Each of Investec Bank plc, J.P. Morgan Securities plc, Merrill Lynch International and Nomura International PLC, each of which is authorised by the PRA and regulated by the FCA and the PRA, and J.P. Morgan Limited and Evercore Partners International LLP each of which is authorised and regulated by the FCA (together with Investec Bank plc, J.P. Morgan Securities plc, Merrill Lynch International and Nomura International PLC, the "Representatives") are acting exclusively for Melrose Industries PLC and no-one else in connection with the matters set out in this announcement and the proposed Acquisition and the Rights Issue.

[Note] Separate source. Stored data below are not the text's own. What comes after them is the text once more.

//! Ordered listener sets
//!
//! Each observable event owns a `ListenerSet`. Callbacks run in registration
//! order and are removed through the handle returned by [`ListenerSet::add`].

use indexmap::IndexMap;

/// Handle returned when registering a listener
#[derive(Debug, Clone, Copy, PartialEq, Eq, Hash, PartialOrd, Ord)]
pub struct ListenerId(u64);

/// Listener callback type
pub type Listener<E> = Box<dyn FnMut(&mut E)>;

/// Ordered set of callbacks for one event
pub struct ListenerSet<E> {
    next_id: u64,
    listeners: IndexMap<ListenerId, Listener<E>>,
}

impl<E> ListenerSet<E> {
    pub fn new() -> Self {
        Self {
            next_id: 0,
            listeners: IndexMap::new(),
        }
    }

    /// Register a listener, returning its removal handle
    pub fn add<F>(&mut self, listener: F) -> ListenerId
    where
        F: FnMut(&mut E) + 'static,
    {
        let id = ListenerId(self.next_id);
        self.next_id += 1;
        self.listeners.insert(id, Box::new(listener));
        id
    }

    /// Remove a listener. Returns false if the handle was unknown.
    pub fn remove(&mut self, id: ListenerId) -> bool {
        self.listeners.shift_remove(&id).is_some()
    }

    /// Invoke every listener in registration order
    pub fn emit(&mut self, event: &mut E) {
        for listener in self.listeners.values_mut() {
            listener(event);
        }
    }

    pub fn len(&self) -> usize {
        self.listeners.len()
    }

    pub fn is_empty(&self) -> bool {
        self.listeners.is_empty()
    }

    pub fn clear(&mut self) {
        self.listeners.clear();
    }
}

impl<E> Default for ListenerSet<E> {
    fn default() -> Self {
        Self::new()
    }
}
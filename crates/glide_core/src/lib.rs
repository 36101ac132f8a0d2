//! Glide Core Runtime
//!
//! Foundational primitives shared by the Glide scrolling runtime:
//!
//! - **Geometry**: axis-indexed vectors and rectangles in `f64`
//! - **Pointer Events**: the phase-ordered touch/mouse stream the scroller consumes
//! - **Listeners**: ordered callback sets with explicit add/remove handles
//! - **Gesture Arbitration**: process-wide "who owns the drag" state
//! - **State Transitions**: event-driven state enums
//!
//! # Example
//!
//! ```rust
//! use glide_core::{Axis, ListenerSet, Vec2};
//!
//! let mut offset = Vec2::new(0.0, 120.0);
//! offset[Axis::X] = 40.0;
//! assert_eq!(offset.x, 40.0);
//!
//! let mut listeners: ListenerSet<f64> = ListenerSet::new();
//! let id = listeners.add(|value| *value += 1.0);
//! let mut value = 1.0;
//! listeners.emit(&mut value);
//! assert_eq!(value, 2.0);
//! assert!(listeners.remove(id));
//! ```

pub mod arbiter;
pub mod events;
pub mod geometry;
pub mod listeners;
pub mod state;

pub use arbiter::{GestureArbiter, ViewportId};
pub use events::{EventType, PointerEvent, PointerPhase, PointerSource};
pub use geometry::{Axis, Rect, Vec2};
pub use listeners::{ListenerId, ListenerSet};
pub use state::StateTransitions;
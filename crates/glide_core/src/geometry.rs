//! Geometry primitives
//!
//! Everything the scroller does is per-axis, so vectors index by [`Axis`].

use std::ops::{Add, AddAssign, Index, IndexMut, Mul, Neg, Sub, SubAssign};

/// A layout axis
#[derive(Debug, Clone, Copy, PartialEq, Eq, Hash)]
pub enum Axis {
    X,
    Y,
}

impl Axis {
    /// Both axes, horizontal first
    pub const BOTH: [Axis; 2] = [Axis::X, Axis::Y];

    /// The perpendicular axis
    pub fn cross(self) -> Axis {
        match self {
            Axis::X => Axis::Y,
            Axis::Y => Axis::X,
        }
    }
}

/// A 2D vector used for offsets, sizes, and velocities
#[derive(Debug, Clone, Copy, PartialEq, Default)]
pub struct Vec2 {
    pub x: f64,
    pub y: f64,
}

impl Vec2 {
    pub const ZERO: Vec2 = Vec2 { x: 0.0, y: 0.0 };

    pub const fn new(x: f64, y: f64) -> Self {
        Self { x, y }
    }

    pub const fn splat(v: f64) -> Self {
        Self { x: v, y: v }
    }

    /// Build a vector from a main-axis and cross-axis component
    pub fn from_axes(main: Axis, main_value: f64, cross_value: f64) -> Self {
        let mut v = Vec2::ZERO;
        v[main] = main_value;
        v[main.cross()] = cross_value;
        v
    }

    /// Copy of `self` with one component replaced
    pub fn with(mut self, axis: Axis, value: f64) -> Self {
        self[axis] = value;
        self
    }

    pub fn map(self, f: impl Fn(f64) -> f64) -> Self {
        Self::new(f(self.x), f(self.y))
    }

    pub fn is_zero(&self) -> bool {
        self.x == 0.0 && self.y == 0.0
    }
}

impl Index<Axis> for Vec2 {
    type Output = f64;

    fn index(&self, axis: Axis) -> &f64 {
        match axis {
            Axis::X => &self.x,
            Axis::Y => &self.y,
        }
    }
}

impl IndexMut<Axis> for Vec2 {
    fn index_mut(&mut self, axis: Axis) -> &mut f64 {
        match axis {
            Axis::X => &mut self.x,
            Axis::Y => &mut self.y,
        }
    }
}

impl Add for Vec2 {
    type Output = Vec2;

    fn add(self, rhs: Vec2) -> Vec2 {
        Vec2::new(self.x + rhs.x, self.y + rhs.y)
    }
}

impl AddAssign for Vec2 {
    fn add_assign(&mut self, rhs: Vec2) {
        self.x += rhs.x;
        self.y += rhs.y;
    }
}

impl Sub for Vec2 {
    type Output = Vec2;

    fn sub(self, rhs: Vec2) -> Vec2 {
        Vec2::new(self.x - rhs.x, self.y - rhs.y)
    }
}

impl SubAssign for Vec2 {
    fn sub_assign(&mut self, rhs: Vec2) {
        self.x -= rhs.x;
        self.y -= rhs.y;
    }
}

impl Neg for Vec2 {
    type Output = Vec2;

    fn neg(self) -> Vec2 {
        Vec2::new(-self.x, -self.y)
    }
}

impl Mul<f64> for Vec2 {
    type Output = Vec2;

    fn mul(self, rhs: f64) -> Vec2 {
        Vec2::new(self.x * rhs, self.y * rhs)
    }
}

/// An axis-aligned rectangle in content coordinates
#[derive(Debug, Clone, Copy, PartialEq, Default)]
pub struct Rect {
    pub origin: Vec2,
    pub size: Vec2,
}

impl Rect {
    pub const fn new(x: f64, y: f64, width: f64, height: f64) -> Self {
        Self {
            origin: Vec2::new(x, y),
            size: Vec2::new(width, height),
        }
    }

    /// Leading edge along `axis`
    pub fn min(&self, axis: Axis) -> f64 {
        self.origin[axis]
    }

    /// Trailing edge along `axis`
    pub fn max(&self, axis: Axis) -> f64 {
        self.origin[axis] + self.size[axis]
    }

    pub fn extent(&self, axis: Axis) -> f64 {
        self.size[axis]
    }

    pub fn contains(&self, point: Vec2) -> bool {
        Axis::BOTH
            .iter()
            .all(|&a| point[a] >= self.min(a) && point[a] < self.max(a))
    }
}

The Representatives will not regard any other person as their respective clients in relation to the proposed Acquisition and Rights Issue and are not, and will not be, responsible to anyone other than Melrose Industries PLC for providing the protections afforded to their respective clients or for providing advice in relation to the proposed Acquisition and Rights Issue, the contents of this announcement or any transaction, arrangement or other matter referred to in this announcement. Apart from the responsibilities and liabilities, if any, which may be imposed on each of them by the Financial Services and Markets Act 2000, none of the Representatives accepts any responsibility whatsoever or makes any representation or warranty, express or implied, for the contents of this announcement including its accuracy, completeness or verification, or for any other statement made or purported to be made by it, or on its behalf, in connection with Melrose Industries PLC, Nortek, the proposed Acquisition or the Rights Issue (including the Melrose Shares), and nothing in this announcement is, or shall be relied upon as, a promise or representation in this respect, whether as to the past or the future. Each of the Representatives accordingly disclaims to the fullest extent permitted by law all and any responsibility and liability whether arising in tort, contract or otherwise (save as referred to above) which it might otherwise have in respect of this announcement or any such statement.
This announcement has been prepared in accordance with English law, the Listing Rules and the Disclosure Guidance and Transparency Rules and information disclosed may not be the same as that which would have been prepared in accordance with the laws of jurisdictions outside England.
This announcement contains (or may contain) certain forward-looking statements with respect to certain of Melrose's current expectations and projections about future events. These statements, which sometimes use words such as "anticipate", "believe", "intend", "estimate", "expect", "will", "shall", "may", "aim", "predict", "should", "continue" and words of similar meaning and/or other similar expressions that are predictions of or indicate future events and/or future trends, reflect the directors' beliefs and expectations at the date of this announcement and involve a number of risks, uncertainties and assumptions that could cause actual results and performance to differ materially from any expected future results or performance expressed or implied by the forward-looking statement.
Statements contained in this announcement regarding past trends or activities should not be taken as a representation that such trends or activities will continue in the future. The information contained in this announcement is subject to change without notice and, except as required by applicable law, neither Melrose nor any of the Underwriters assumes any responsibility or obligation to update publicly or review any of the forward-looking statements contained herein. You should not place undue reliance on forward-looking statements, which speak only as of the date of this announcement.